Former Wallaby Glen Ella believes Michael Cheika is "skating on thin ice" by consistently selecting players out of position and believes he'll come under pressure unless he wins 50 per cent of games on the Spring Tour.
Ella, who served as Eddie Jones' assistant in England whitewash win in June, questioned Cheika's selecting and public statements this year in a spiky online column headlined: "Can the Clowns win a Grand Slam?"
Cheika remains irked that Ella, a four-cap Wallaby and former Australian backs coach, was seen leaping with joy in the England box with Jones in June after beating the Wallabies.

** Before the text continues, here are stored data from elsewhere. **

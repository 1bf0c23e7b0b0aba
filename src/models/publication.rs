//! Publication and author models derived from raw search results.

use serde::{Deserialize, Serialize};
use serde_json::Value;

use crate::models::response::{as_sequence, flag, scalar_string, scalar_u64};

/// An author entry from a record's structured author list
#[derive(Debug, Clone, Default, PartialEq, Eq, Serialize, Deserialize)]
pub struct AuthorRecord {
    pub full_name: String,
    pub first_name: Option<String>,
    pub last_name: Option<String>,
    pub initials: Option<String>,
    pub affiliation: Option<String>,
    /// Persistent identifier, usually an ORCID
    pub orcid: Option<String>,
}

impl AuthorRecord {
    pub fn new(full_name: impl Into<String>) -> Self {
        Self {
            full_name: full_name.into(),
            ..Default::default()
        }
    }

    fn from_value(value: &Value) -> Option<Self> {
        if let Value::String(name) = value {
            return Some(Self::new(name.clone()));
        }

        let first_name = scalar_string(value.get("firstName"));
        let last_name = scalar_string(value.get("lastName"));
        let full_name = scalar_string(value.get("fullName")).or_else(|| {
            // Collective authors only carry a collective name
            scalar_string(value.get("collectiveName")).or_else(|| {
                let parts: Vec<&str> = [first_name.as_deref(), last_name.as_deref()]
                    .into_iter()
                    .flatten()
                    .collect();
                (!parts.is_empty()).then(|| parts.join(" "))
            })
        })?;

        let affiliation = scalar_string(value.get("affiliation")).or_else(|| {
            as_sequence(
                value
                    .get("authorAffiliationDetailsList")
                    .and_then(|list| list.get("authorAffiliation")),
            )
            .into_iter()
            .find_map(|entry| scalar_string(entry.get("affiliation")))
        });

        Some(Self {
            full_name,
            first_name,
            last_name,
            initials: scalar_string(value.get("initials")),
            affiliation,
            orcid: value.get("authorId").and_then(|id| {
                scalar_string(id.get("value")).or_else(|| scalar_string(Some(id)))
            }),
        })
    }
}

/// Journal metadata for a record
#[derive(Debug, Clone, Default, PartialEq, Eq, Serialize, Deserialize)]
pub struct JournalInfo {
    pub title: Option<String>,
    pub issn: Option<String>,
    pub volume: Option<String>,
    pub issue: Option<String>,
    pub pages: Option<String>,
}

impl JournalInfo {
    fn from_record(record: &Value) -> Self {
        let info = record.get("journalInfo");
        let journal = info.and_then(|info| info.get("journal"));

        Self {
            title: scalar_string(journal.and_then(|j| j.get("title")))
                .or_else(|| scalar_string(record.get("journalTitle"))),
            issn: scalar_string(journal.and_then(|j| j.get("issn"))),
            volume: scalar_string(info.and_then(|i| i.get("volume")))
                .or_else(|| scalar_string(record.get("journalVolume"))),
            issue: scalar_string(info.and_then(|i| i.get("issue")))
                .or_else(|| scalar_string(record.get("issue"))),
            pages: scalar_string(record.get("pageInfo")),
        }
    }
}

/// A publication as returned by a search or lookup
///
/// Built once from a raw result and never modified afterwards; the
/// disambiguator wraps copies in [`DisambiguatedPublication`].
#[derive(Debug, Clone, Default, PartialEq, Serialize, Deserialize)]
pub struct PublicationRecord {
    /// Identifier, scoped to `source`
    pub id: Option<String>,
    /// Source database code (`MED`, `PMC`, ...)
    pub source: Option<String>,
    pub pmid: Option<String>,
    pub pmcid: Option<String>,
    pub doi: Option<String>,
    pub title: String,
    /// Structured authors, in the order the service returned them
    pub authors: Vec<AuthorRecord>,
    /// Names from a plain `authors` list, one entry per author
    pub author_list: Vec<String>,
    /// Plain author field used when no author list is present
    pub author_string: Option<String>,
    pub journal: JournalInfo,
    pub publication_date: Option<String>,
    #[serde(rename = "abstract")]
    pub abstract_text: Option<String>,
    pub keywords: Vec<String>,
    pub mesh_terms: Vec<String>,
    pub citation_count: Option<u64>,
    pub is_open_access: bool,
    pub has_pdf: bool,
    pub has_full_text: bool,
}

impl PublicationRecord {
    /// Build a record from one `resultList.result` entry
    pub fn from_value(value: &Value) -> Self {
        let authors = as_sequence(
            value
                .get("authorList")
                .and_then(|list| list.get("author")),
        )
        .into_iter()
        .filter_map(AuthorRecord::from_value)
        .collect();

        let (author_list, author_string) = match value.get("authors") {
            Some(Value::Array(items)) => (
                items
                    .iter()
                    .filter_map(|item| scalar_string(Some(item)))
                    .collect(),
                scalar_string(value.get("authorString")),
            ),
            other => (
                Vec::new(),
                scalar_string(other).or_else(|| scalar_string(value.get("authorString"))),
            ),
        };

        let keywords = as_sequence(
            value
                .get("keywordList")
                .and_then(|list| list.get("keyword")),
        )
        .into_iter()
        .filter_map(|keyword| scalar_string(Some(keyword)))
        .collect();

        let mesh_terms = as_sequence(
            value
                .get("meshHeadingList")
                .and_then(|list| list.get("meshHeading")),
        )
        .into_iter()
        .filter_map(|heading| scalar_string(heading.get("descriptorName")))
        .collect();

        Self {
            id: scalar_string(value.get("id")),
            source: scalar_string(value.get("source")),
            pmid: scalar_string(value.get("pmid")),
            pmcid: scalar_string(value.get("pmcid")),
            doi: scalar_string(value.get("doi")),
            title: scalar_string(value.get("title")).unwrap_or_default(),
            authors,
            author_list,
            author_string,
            journal: JournalInfo::from_record(value),
            publication_date: scalar_string(value.get("firstPublicationDate"))
                .or_else(|| scalar_string(value.get("pubDate")))
                .or_else(|| scalar_string(value.get("pubYear"))),
            abstract_text: scalar_string(value.get("abstractText")),
            keywords,
            mesh_terms,
            citation_count: scalar_u64(value.get("citedByCount")),
            is_open_access: flag(value.get("isOpenAccess")),
            has_pdf: flag(value.get("hasPDF")),
            has_full_text: flag(value.get("inEPMC")) || flag(value.get("hasTextMinedTerms")),
        }
    }

    /// Author names to score during disambiguation.
    ///
    /// Uses the structured author list when present, then the plain
    /// `authors` list with each entry kept whole, otherwise splits the plain
    /// author field on `,` and `;`.
    pub fn author_names(&self) -> Vec<&str> {
        if !self.authors.is_empty() {
            return self
                .authors
                .iter()
                .map(|author| author.full_name.as_str())
                .filter(|name| !name.trim().is_empty())
                .collect();
        }

        if !self.author_list.is_empty() {
            return self
                .author_list
                .iter()
                .map(|name| name.trim())
                .filter(|name| !name.is_empty())
                .collect();
        }

        self.author_string
            .as_deref()
            .map(|authors| {
                authors
                    .split([',', ';'])
                    .map(|name| name.trim().trim_end_matches('.').trim())
                    .filter(|name| !name.is_empty())
                    .collect()
            })
            .unwrap_or_default()
    }
}

/// A candidate author string and its match score
#[derive(Debug, Clone, PartialEq, Eq, Serialize, Deserialize)]
pub struct AuthorMatch {
    pub candidate: String,
    /// Integer score in `0..=100`
    pub score: u8,
}

/// A publication that survived disambiguation, with its match evidence
#[derive(Debug, Clone, PartialEq, Serialize)]
pub struct DisambiguatedPublication {
    #[serde(flatten)]
    pub publication: PublicationRecord,
    /// Every qualifying author, best first
    pub author_matches: Vec<AuthorMatch>,
    /// Maximum of `author_matches` scores
    pub best_match_score: u8,
}

#[cfg(test)]
mod tests {
    use super::*;
    use serde_json::json;

    #[test]
    fn test_core_record() {
        let record = PublicationRecord::from_value(&json!({
            "id": "31010933",
            "source": "MED",
            "pmid": "31010933",
            "doi": "10.1016/j.cell.2019.03.040",
            "title": "Cell competition in the skin",
            "authorList": {"author": [
                {
                    "fullName": "Watt FM",
                    "firstName": "Fiona M",
                    "lastName": "Watt",
                    "initials": "FM",
                    "authorId": {"type": "ORCID", "value": "0000-0001-9151-5154"},
                    "authorAffiliationDetailsList": {"authorAffiliation": [
                        {"affiliation": "King's College London"}
                    ]}
                },
                {"fullName": "Smith J"}
            ]},
            "journalInfo": {
                "volume": "177",
                "issue": "3",
                "journal": {"title": "Cell", "issn": "0092-8674"}
            },
            "pageInfo": "1-10",
            "firstPublicationDate": "2019-04-18",
            "keywordList": {"keyword": ["skin", "stem cells"]},
            "meshHeadingList": {"meshHeading": {"descriptorName": "Epidermis"}},
            "citedByCount": 12,
            "isOpenAccess": "Y",
            "hasPDF": "N",
            "inEPMC": "Y"
        }));

        assert_eq!(record.id.as_deref(), Some("31010933"));
        assert_eq!(record.authors.len(), 2);
        assert_eq!(record.authors[0].orcid.as_deref(), Some("0000-0001-9151-5154"));
        assert_eq!(
            record.authors[0].affiliation.as_deref(),
            Some("King's College London")
        );
        assert_eq!(record.journal.title.as_deref(), Some("Cell"));
        assert_eq!(record.journal.pages.as_deref(), Some("1-10"));
        assert_eq!(record.keywords, vec!["skin", "stem cells"]);
        assert_eq!(record.mesh_terms, vec!["Epidermis"]);
        assert_eq!(record.citation_count, Some(12));
        assert!(record.is_open_access);
        assert!(!record.has_pdf);
        assert!(record.has_full_text);
        assert_eq!(record.author_names(), vec!["Watt FM", "Smith J"]);
    }

    #[test]
    fn test_single_author_object() {
        let record = PublicationRecord::from_value(&json!({
            "title": "Solo",
            "authorList": {"author": {"fullName": "Fiona M Watt"}}
        }));
        assert_eq!(record.author_names(), vec!["Fiona M Watt"]);
    }

    #[test]
    fn test_author_string_fallback() {
        let record = PublicationRecord::from_value(&json!({
            "title": "Lite record",
            "authorString": "Watt FM, Jensen KB; Smith J."
        }));
        assert!(record.authors.is_empty());
        assert_eq!(record.author_names(), vec!["Watt FM", "Jensen KB", "Smith J"]);
    }

    #[test]
    fn test_authors_list_fallback() {
        let record = PublicationRecord::from_value(&json!({
            "title": "Other shape",
            "authors": ["Doudna JA", "Charpentier E"]
        }));
        assert_eq!(record.author_names(), vec!["Doudna JA", "Charpentier E"]);
    }

    #[test]
    fn test_authors_list_entries_stay_whole() {
        let record = PublicationRecord::from_value(&json!({
            "title": "Inverted names",
            "authors": ["Watt, Fiona M", "Jensen, Kim B"]
        }));
        assert_eq!(record.author_list, vec!["Watt, Fiona M", "Jensen, Kim B"]);
        assert_eq!(record.author_names(), vec!["Watt, Fiona M", "Jensen, Kim B"]);
    }

    #[test]
    fn test_authors_list_preferred_over_author_string() {
        let record = PublicationRecord::from_value(&json!({
            "title": "Both fields",
            "authors": ["Fiona M Watt"],
            "authorString": "Smith J"
        }));
        assert_eq!(record.author_names(), vec!["Fiona M Watt"]);
        assert_eq!(record.author_string.as_deref(), Some("Smith J"));
    }

    #[test]
    fn test_authors_string_preferred_over_author_string() {
        let record = PublicationRecord::from_value(&json!({
            "title": "Plain authors",
            "authors": "Watt FM; Jensen KB",
            "authorString": "Smith J"
        }));
        assert!(record.author_list.is_empty());
        assert_eq!(record.author_names(), vec!["Watt FM", "Jensen KB"]);
    }

    #[test]
    fn test_missing_fields_default() {
        let record = PublicationRecord::from_value(&json!({}));
        assert_eq!(record.title, "");
        assert!(record.author_names().is_empty());
        assert_eq!(record.citation_count, None);
        assert!(!record.is_open_access);
    }
}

The frosty relations won't thaw any with his former Randwick clubmates' column, in which Ella rates the chances of a Grand Slam as "pie in the sky stuff" based on the Wallabies' 3-7 record in 2016.

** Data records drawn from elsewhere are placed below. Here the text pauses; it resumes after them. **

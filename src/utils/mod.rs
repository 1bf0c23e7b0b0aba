//! Utility modules supporting the client.
//!
//! - [`RequestExecutor`]: rate-limited, retrying HTTP execution with body decoding
//! - [`RateLimiter`]: process-wide request pacing
//! - [`RetryConfig`], [`with_retry`]: exponential backoff for transient failures
//! - [`xml_to_value`]: XML bodies as nested mappings
//! - [`AuthorDisambiguator`]: fuzzy author name matching
//! - [`QueryBuilder`], [`apply_filters`]: query string construction
//! - [`validate_identifier`], [`validate_date`], [`validate_base_url`]: input checks
//!
//! # Retry with Backoff
//!
//! ```rust,no_run
//! use europepmc_client::utils::{with_retry, AttemptError, RetryConfig, TransientError};
//!
//! # async fn fetch() -> Result<String, String> { Ok("data".to_string()) }
//! # #[tokio::main]
//! # async fn main() -> Result<(), Box<dyn std::error::Error>> {
//! let config = RetryConfig::default().max_attempts(3);
//! let data = with_retry(config, || async {
//!     fetch()
//!         .await
//!         .map_err(|e| AttemptError::Transient(TransientError::Network(e)))
//! })
//! .await?;
//! # Ok(())
//! # }
//! ```
//!
//! # Author Disambiguation
//!
//! ```rust
//! use europepmc_client::utils::AuthorDisambiguator;
//!
//! let disambiguator = AuthorDisambiguator::new();
//! let matches = disambiguator
//!     .match_authors("Jennifer A. Doudna", &["Doudna JA", "John Smith"], 70)
//!     .unwrap();
//! assert_eq!(matches.len(), 1);
//! assert_eq!(matches[0].candidate, "Doudna JA");
//! ```

pub mod disambiguation;
pub mod fuzzy;
mod http;
mod query;
mod rate_limit;
mod retry;
mod validate;
mod xml;

pub use disambiguation::{extract_initials, normalize_name, AuthorDisambiguator};
pub use http::{decode_body, with_deadline, ApiRequest, RequestExecutor};
pub use query::{apply_filters, author_query, quote, QueryBuilder};
pub use rate_limit::{RateLimiter, DEFAULT_BURST};
pub use retry::{with_retry, AttemptError, RetryConfig, RetryState, TransientError};
pub use validate::{validate_base_url, validate_date, validate_identifier};
pub use xml::xml_to_value;
//! Europe PMC source databases.

use serde::{Deserialize, Serialize};
use std::fmt;
use std::str::FromStr;

use super::ClientError;

bitflags::bitflags! {
    /// Operations a source database supports beyond search, detail,
    /// citation, reference and database-link lookups
    #[derive(Debug, Clone, Copy, PartialEq, Eq)]
    pub struct SourceCapabilities: u32 {
        const FULL_TEXT = 1 << 0;
        const SUPPLEMENTARY_FILES = 1 << 1;
    }
}

/// Source database a Europe PMC record belongs to
///
/// Record identifiers are only unique within their source, so every lookup
/// takes a `(DataSource, id)` pair.
#[derive(Debug, Clone, Copy, PartialEq, Eq, Hash, Serialize, Deserialize)]
#[serde(rename_all = "UPPERCASE")]
pub enum DataSource {
    /// PubMed/MEDLINE
    Med,
    /// PubMed Central
    Pmc,
    /// Patents
    Pat,
    /// Agricola
    Agr,
    /// Chinese Biological Abstracts
    Cba,
    /// CiteXplore
    Ctx,
    /// EThOS theses
    Eth,
    /// NHS Evidence
    Hir,
    /// Preprints
    Ppr,
    /// NCBI Bookshelf
    Nbk,
}

impl DataSource {
    /// All known sources
    pub const ALL: [DataSource; 10] = [
        DataSource::Med,
        DataSource::Pmc,
        DataSource::Pat,
        DataSource::Agr,
        DataSource::Cba,
        DataSource::Ctx,
        DataSource::Eth,
        DataSource::Hir,
        DataSource::Ppr,
        DataSource::Nbk,
    ];

    /// Code used in endpoint paths (e.g. `MED/12345/citations`)
    pub fn code(&self) -> &'static str {
        match self {
            DataSource::Med => "MED",
            DataSource::Pmc => "PMC",
            DataSource::Pat => "PAT",
            DataSource::Agr => "AGR",
            DataSource::Cba => "CBA",
            DataSource::Ctx => "CTX",
            DataSource::Eth => "ETH",
            DataSource::Hir => "HIR",
            DataSource::Ppr => "PPR",
            DataSource::Nbk => "NBK",
        }
    }

    pub fn capabilities(&self) -> SourceCapabilities {
        match self {
            DataSource::Pmc => {
                SourceCapabilities::FULL_TEXT | SourceCapabilities::SUPPLEMENTARY_FILES
            }
            _ => SourceCapabilities::empty(),
        }
    }

    /// Whether full text XML can be retrieved for this source
    pub fn supports_full_text(&self) -> bool {
        self.capabilities().contains(SourceCapabilities::FULL_TEXT)
    }

    /// Whether supplementary files can be retrieved for this source
    pub fn supports_supplementary_files(&self) -> bool {
        self.capabilities()
            .contains(SourceCapabilities::SUPPLEMENTARY_FILES)
    }
}

impl fmt::Display for DataSource {
    fn fmt(&self, f: &mut fmt::Formatter<'_>) -> fmt::Result {
        f.write_str(self.code())
    }
}

impl FromStr for DataSource {
    type Err = ClientError;

    fn from_str(s: &str) -> Result<Self, Self::Err> {
        let code = s.trim();
        DataSource::ALL
            .iter()
            .copied()
            .find(|source| source.code().eq_ignore_ascii_case(code))
            .ok_or_else(|| ClientError::InvalidArgument(format!("unknown source: {:?}", s)))
    }
}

Ella believed the recent "Clown Gate" kerfuffle was blown out of proportion but added Cheika needs to be warned about his public outbursts and ARU power brokers don't have the courage to step in.

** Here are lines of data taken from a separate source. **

//! HTTP request execution.
//!
//! [`RequestExecutor`] sends one logical API call: it takes a rate permit
//! before every attempt, retries transient failures with backoff, and
//! decodes the body according to its declared content type.

use reqwest::header::CONTENT_TYPE;
use reqwest::{Client, Method};
use serde_json::Value;
use std::future::Future;
use std::sync::Arc;
use std::time::Duration;
use tokio::time::{timeout_at, Instant};
use url::Url;

use crate::client::ClientError;
use crate::config::ClientConfig;
use crate::models::{ContentKind, RawResponse};
use crate::utils::rate_limit::RateLimiter;
use crate::utils::retry::{with_retry, AttemptError, RetryConfig, TransientError};
use crate::utils::validate::validate_base_url;
use crate::utils::xml::xml_to_value;

/// One logical API call, relative to the executor's base URL
#[derive(Debug, Clone, PartialEq)]
pub struct ApiRequest {
    /// Path below the base URL, e.g. `search` or `MED/123/citations`
    pub endpoint: String,
    pub params: Vec<(String, String)>,
    pub method: Method,
    /// JSON body, sent with POST requests
    pub body: Option<Value>,
}

impl ApiRequest {
    pub fn get(endpoint: impl Into<String>) -> Self {
        Self {
            endpoint: endpoint.into(),
            params: Vec::new(),
            method: Method::GET,
            body: None,
        }
    }

    pub fn post(endpoint: impl Into<String>, body: Value) -> Self {
        Self {
            endpoint: endpoint.into(),
            params: Vec::new(),
            method: Method::POST,
            body: Some(body),
        }
    }

    pub fn param(mut self, key: impl Into<String>, value: impl Into<String>) -> Self {
        self.params.push((key.into(), value.into()));
        self
    }

    pub fn params(mut self, params: impl IntoIterator<Item = (String, String)>) -> Self {
        self.params.extend(params);
        self
    }
}

/// Rate-limited, retrying HTTP executor shared by all client operations
///
/// Cloning is cheap; clones share the connection pool and the rate limiter.
#[derive(Debug, Clone)]
pub struct RequestExecutor {
    client: Arc<Client>,
    base_url: Url,
    limiter: Arc<RateLimiter>,
    retry: RetryConfig,
}

impl RequestExecutor {
    /// Build an executor from a client configuration
    pub fn new(config: &ClientConfig) -> Result<Self, ClientError> {
        config.validate()?;

        let client = Client::builder()
            .user_agent(config.user_agent.as_str())
            .timeout(config.timeout())
            .connect_timeout(config.connect_timeout())
            .pool_idle_timeout(Duration::from_secs(90))
            .build()
            .map_err(|e| ClientError::Config(format!("failed to build HTTP client: {}", e)))?;

        let limiter = RateLimiter::per_second(config.requests_per_second, config.burst)?;

        Ok(Self {
            client: Arc::new(client),
            base_url: validate_base_url(&config.base_url)?,
            limiter: Arc::new(limiter),
            retry: config.retry_config(),
        })
    }

    pub fn base_url(&self) -> &Url {
        &self.base_url
    }

    pub fn rate_limiter(&self) -> &Arc<RateLimiter> {
        &self.limiter
    }

    pub fn retry_config(&self) -> RetryConfig {
        self.retry
    }

    /// Absolute URL for an endpoint path
    pub fn endpoint_url(&self, endpoint: &str) -> Result<Url, ClientError> {
        Ok(self.base_url.join(endpoint.trim_start_matches('/'))?)
    }

    /// Execute a request with rate limiting and retries
    pub async fn execute(&self, request: &ApiRequest) -> Result<RawResponse, ClientError> {
        let url = self.endpoint_url(&request.endpoint)?;
        let url = &url;

        with_retry(self.retry, || async move {
            self.limiter.acquire().await;
            self.send_once(url, request).await
        })
        .await
    }

    /// Like [`execute`](Self::execute), abandoning the call at `deadline`
    pub async fn execute_until(
        &self,
        request: &ApiRequest,
        deadline: Instant,
    ) -> Result<RawResponse, ClientError> {
        with_deadline(deadline, self.execute(request)).await
    }

    async fn send_once(&self, url: &Url, request: &ApiRequest) -> Result<RawResponse, AttemptError> {
        let mut builder = self.client.request(request.method.clone(), url.clone());
        if !request.params.is_empty() {
            builder = builder.query(&request.params);
        }
        if let Some(body) = &request.body {
            builder = builder.json(body);
        }

        tracing::debug!(method = %request.method, url = %url, "Sending request");

        let response = builder
            .send()
            .await
            .map_err(|e| TransientError::from_reqwest_error(&e))?;

        let status = response.status();
        let content_type = response
            .headers()
            .get(CONTENT_TYPE)
            .and_then(|value| value.to_str().ok())
            .unwrap_or_default()
            .to_string();

        let text = response
            .text()
            .await
            .map_err(|e| TransientError::from_reqwest_error(&e))?;

        if !status.is_success() {
            tracing::debug!(status = status.as_u16(), url = %url, "Request failed");
            return Err(match TransientError::from_status(status, &text) {
                Some(transient) => AttemptError::Transient(transient),
                None => AttemptError::Permanent(ClientError::HttpStatus {
                    status: status.as_u16(),
                    body: text,
                }),
            });
        }

        Ok(decode_body(&content_type, text)?)
    }
}

/// Decode a successful response body by its `Content-Type`
pub fn decode_body(content_type: &str, text: String) -> Result<RawResponse, ClientError> {
    match ContentKind::from_content_type(content_type) {
        ContentKind::Json => Ok(RawResponse::json(content_type, serde_json::from_str(&text)?)),
        ContentKind::Xml => Ok(RawResponse::xml(content_type, xml_to_value(&text)?)),
        ContentKind::Text => Ok(RawResponse::text(content_type, text)),
    }
}

/// Run `future`, failing with [`ClientError::DeadlineExceeded`] at `deadline`.
///
/// The future is dropped when the deadline passes; a rate permit it was
/// still waiting for is returned to the limiter.
pub async fn with_deadline<T, F>(deadline: Instant, future: F) -> Result<T, ClientError>
where
    F: Future<Output = Result<T, ClientError>>,
{
    timeout_at(deadline, future)
        .await
        .map_err(|_| ClientError::DeadlineExceeded)?
}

"I won't go into whether Michael was right or wrong in saying what he did because it is now past but I will say one thing, whoever is advising him on what to say and more importantly on the ramifications on what he says needs a good kick up the backside," Ella wrote for sportsta.me website.
"I know Michael well and sometimes you need to get in his face and tell him the facts whether he wants to hear them or not, because I think (Bill) Pulver and the ARU board certainly don't have the balls to do it."
Ella said Cheika has been "seething on a daily basis" over the June series loss to England.
The Wallabies would love to silence the critics by beating England and winning a Grand Slam, continued Ella, but the former Australian assistant coach queried Cheika's habit of picking players out of position, which he has done again with David Pocock starting at blindside flanker against Wales.
"Having a solid squad is great but as we have seen all year, it's where he puts these players that is anyone's guess," Ella wrote.
"At least Michael has been consistent is playing players out of their normal positions so he will either live or die by these selections.
"I think Michael is now skating on thin ice because as the old saying goes, you are only as good as your last game.
"No one will care if he has won a Heineken Cup or a Super title if he doesn't win at least more than 50 per cent of the games in the north."